In the case of RMT, this is probably correct, but for Angela Fan's work, this is not quite true, as it aggregates representations of all levels:
So, in the current work, it's basically the same but without aggregation across all levels, only within the same level. Angela Fan's work is described inconsistently in two places (and both descriptions are incorrect):
"The first approach is linking the topmost layer to the bottommost (Fan et al., 2020; Bulatov et al., 2022). However, this cannot model feedback between interneurons, and this has only one global working memory."
"There have been attempts to incorporate feedback mechanisms into the Transformer, but most of them involve feeding the output activations from the top layer to the bottom (Bulatov et al., 2022; Chevalier et al., 2023) or to intermediate layers (Fan et al., 2020)."

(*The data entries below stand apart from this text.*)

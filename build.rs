fn main() {
    // Re-run if git HEAD changes (new commits, checkouts, etc.)
    println!("cargo:rerun-if-changed=.git/HEAD");
    println!("cargo:rerun-if-changed=.git/refs/");

    let hash = std::process::Command::new("git")
        .args(["rev-parse", "--short", "HEAD"])
        .output()
        .ok()
        .filter(|o| o.status.success())
        .map(|o| String::from_utf8_lossy(&o.stdout).trim().to_string())
        .unwrap_or_default();

    let on_tag = std::process::Command::new("git")
        .args(["describe", "--exact-match", "--tags", "HEAD"])
        .output()
        .ok()
        .is_some_and(|o| o.status.success());

    println!("cargo:rustc-env=GIT_HASH={hash}");
    println!("cargo:rustc-env=ON_RELEASE_TAG={on_tag}");
}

This also resembles another older work by Edward Gref about Continuous Cache (https://arxiv.org/abs/1612.04426), then applied to RNN.
Another similar concept is DeepMind's Compressive Transformer (https://arxiv.org/abs/1911.05507), where memory accumulated within each layer:
Overall, this looks like a variation on a theme, and it's unclear why these works were given so little space or described as being quite different.
Second, it's nice that they compared it with BSWA, but it would be really interesting to compare it with all the aforementioned works. I bet it's no better because even relative to BSWA the difference isn't always noticeable. They could have tested Compressive Transformer, made within Google as well. About it, they said:
"There were papers that compressed information blockwise (Rae et al., 2019; Guo et al., 2019; Gupta & Berant, 2020; Mohtashami & Jaggi, 2023; Mu et al., 2023). However, in those papers, the information was not propagated infinitely"
I honestly don't understand why the information in the Compressive Transformer is propagated less infinitely than here. In details, the proposed mechanism certainly differs, but I wouldn't be surprised if mathematically it comes down to the same, there doesn't seem to be a conceptual difference. If someone smarter sees a difference, please highlight it.
Infini-attention
The second paper "Leave No Context Behind: Efficient Infinite Context Transformers with Infini-attention" (https://arxiv.org/abs/2404.07143) does something very similar. It explicitly adds compressive memory to the attention mechanism.
Regarding Compressive Transformer, the paper states:
"However, the previous segment-level compression methods, including Compressive Transformers (Rae et al., 2019) still discard the memory entries of old segments in order to free up space for the new ones, limiting their context window to the most recent segments. This is in contrast to our Infini-attention that computes incremental memory updates to a fixed amount of memory parameters in a recurrent fashion."
However, the original work on Compressive Transformer explicitly stated:
"The TransformerXL discards past activations when they become sufficiently old (controlled by the size of the memory). The key principle of the Compressive Transformer is to compress these old memories, instead of discarding them, and store them in an additional compressed memory."
There is no comparison with it, even on its native dataset PG19.
I didn't get the gimmick. It feels like we're now retelling old works with minor changes. These are like déjà vu transformers, for God's sake. Enlighten me if I'm missing something important in these works.